More Than You Know in particular takes the slow, contemplative nature of the album into the glacial and dirge-like.

This Dream Of You is sweet and poetic but encapsulates the overarching flaw of the album - clocking in at seven minutes long, it manages to feel much longer.

This is perhaps a strength for the dedicated fan, forcing the listener to slow down and marinade in the sound.

But ultimately while the album will capture a listener's attention, only a committed audience will see it through.

(Review by Jess Glass)


The third album from the married duo from North Carolina starts with the 85-second What If, Amelia Meath singing "the falling of others would be like the first leaves of flowers", a folk song backed by minimal glitchy electronics.

Ring adds low-key beats and backing vocals while first single Ferris Wheel has bursts of flute and call and response as Meath references "when I'm slamming in my dancing shoes, asphalt's hot and my knees all bruised".

If this sounds something like Sandy Denny backed by The xx, it makes sense that Meath is part of Mountain Man, an Appalachian-tinged folk trio who often sing a cappella.
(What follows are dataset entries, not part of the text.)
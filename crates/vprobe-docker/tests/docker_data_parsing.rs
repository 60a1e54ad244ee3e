//! Integration tests for parsing Docker Engine API data.
//!
//! These tests validate that the vprobe-docker models deserialize real
//! engine responses and that handlers derive their identity from them.

use std::fs;
use std::path::PathBuf;
use std::sync::Arc;
use std::time::Duration;
use vprobe_core::control::TcpConnector;
use vprobe_core::handler::HandlerSettings;
use vprobe_core::InstanceHandler;
use vprobe_docker::models::{ContainerInspect, ContainerSummary};
use vprobe_docker::{ContainerHandler, DockerClient};

/// Get the path to the test fixtures directory.
fn fixtures_dir() -> PathBuf {
    PathBuf::from(env!("CARGO_MANIFEST_DIR"))
        .join("tests")
        .join("fixtures")
}

fn load_fixture(name: &str) -> String {
    let fixture_path = fixtures_dir().join(name);
    fs::read_to_string(&fixture_path).unwrap_or_else(|e| {
        panic!(
            "Failed to read fixture at {}: {}",
            fixture_path.display(),
            e
        )
    })
}

#[test]
fn test_deserialize_container_list() {
    let json_data = load_fixture("container_list.json");

    let containers: Vec<ContainerSummary> = serde_json::from_str(&json_data)
        .unwrap_or_else(|e| panic!("Failed to deserialize container list: {}", e));

    assert_eq!(containers.len(), 2, "Expected 2 containers in test data");
    assert_eq!(containers[0].names, vec!["/vpp1"]);
    assert_eq!(containers[1].state.as_deref(), Some("running"));
    let labels = containers[1].labels.as_ref().expect("labels present");
    assert_eq!(labels["role"], "edge");
}

#[test]
fn test_deserialize_container_inspect() {
    let json_data = load_fixture("container_inspect.json");

    let container: ContainerInspect = serde_json::from_str(&json_data)
        .unwrap_or_else(|e| panic!("Failed to deserialize container inspect: {}", e));

    assert_eq!(container.display_name(), "vpp1");
    assert_eq!(container.image(), "ligato/vpp-base:24.02");
    assert_eq!(container.ip_address(), Some("172.17.0.2"));
    let state = container.state.as_ref().expect("state present");
    assert!(state.running);
    assert_eq!(state.pid, Some(48211));
}

#[test]
fn test_handler_from_inspect_fixture() {
    let json_data = load_fixture("container_inspect.json");
    let container: ContainerInspect = serde_json::from_str(&json_data).unwrap();

    let client = DockerClient::new("http://localhost:2375").unwrap();
    let settings = HandlerSettings::new(Arc::new(TcpConnector::new(Duration::from_secs(1))));
    let handler = ContainerHandler::new(client, container, &settings);

    assert_eq!(handler.id(), "vpp1-4f2a91c");
    let metadata = handler.metadata();
    assert_eq!(metadata["id"], "4f2a91c0e7d3");
    assert_eq!(metadata["created"], "Fri Mar  1 10:00:00 UTC 2024");
    assert_eq!(
        handler.control_addr().unwrap().to_string(),
        "172.17.0.2:9191"
    );
}
//! Core probe domain types.
//!
//! Environment kinds, instance metadata and the well-known locations at which
//! a VPP instance exposes its console and control endpoints.

use serde::{Deserialize, Serialize};
use std::collections::BTreeMap;
use std::str::FromStr;

use crate::error::{Error, Result};

/// Port of the control endpoint serving the binary API and stats feed.
pub const DEFAULT_CONTROL_PORT: u16 = 9191;
/// CLI socket path inside the instance.
pub const DEFAULT_CLI_SOCKET: &str = "/run/vpp/cli.sock";
/// Console address used when the CLI socket is not reachable.
pub const DEFAULT_CLI_TCP_ADDRESS: &str = "localhost:5002";
/// Console client binary inside the instance.
pub const DEFAULT_CLI_BINARY: &str = "/usr/bin/vppctl";
/// Console command used as the liveness probe.
pub const DEFAULT_PROBE_COMMAND: &str = "show version";

/// Metadata key: environment kind.
pub const META_ENV: &str = "env";
/// Metadata key: human readable instance name.
pub const META_NAME: &str = "name";
/// Metadata key: container name.
pub const META_CONTAINER: &str = "container";
/// Metadata key: short runtime identifier.
pub const META_ID: &str = "id";
/// Metadata key: image reference.
pub const META_IMAGE: &str = "image";
/// Metadata key: creation time.
pub const META_CREATED: &str = "created";
/// Metadata key: host name.
pub const META_HOSTNAME: &str = "hostname";

/// Static descriptive facts about an instance, ordered by key.
pub type Metadata = BTreeMap<String, String>;

/// Kind of environment an instance runs in.
#[derive(Debug, Clone, Copy, PartialEq, Eq, Hash, Serialize, Deserialize)]
#[serde(rename_all = "lowercase")]
pub enum EnvKind {
    /// Processes on the local host
    Local,
    /// Containers managed by a Docker engine
    Docker,
}

impl EnvKind {
    /// Returns the environment name as a string.
    #[must_use]
    pub const fn name(&self) -> &'static str {
        match self {
            Self::Local => "local",
            Self::Docker => "docker",
        }
    }

    /// Returns all supported environments.
    #[must_use]
    pub const fn all() -> &'static [Self] {
        &[Self::Local, Self::Docker]
    }
}

impl FromStr for EnvKind {
    type Err = Error;

    fn from_str(s: &str) -> Result<Self> {
        match s.to_lowercase().as_str() {
            "local" => Ok(Self::Local),
            "docker" => Ok(Self::Docker),
            _ => Err(Error::ConfigError(format!("Unknown environment: {s}"))),
        }
    }
}

impl std::fmt::Display for EnvKind {
    fn fmt(&self, f: &mut std::fmt::Formatter<'_>) -> std::fmt::Result {
        write!(f, "{}", self.name())
    }
}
Meanwhile, Nick Sanborn is an electronic producer who was bassist in freak folkists Megafaun, formed with the remnants of DeYarmond Edison, Justin Vernon's band before Bon Iver.

Meath sings "shaking out the numb, let me feel something" backed by mournful synths in Numb while Rooftop Dancing is an ode to hot nights in the concrete city.

The album evokes neon lights as a long hot summer fades away, a mix of joy, melancholy and instant nostalgia for times only just past.

Free Love clocks in at less than 30 minutes, and is an album that can fade into the background at first, but reveals its charms through repeated listening.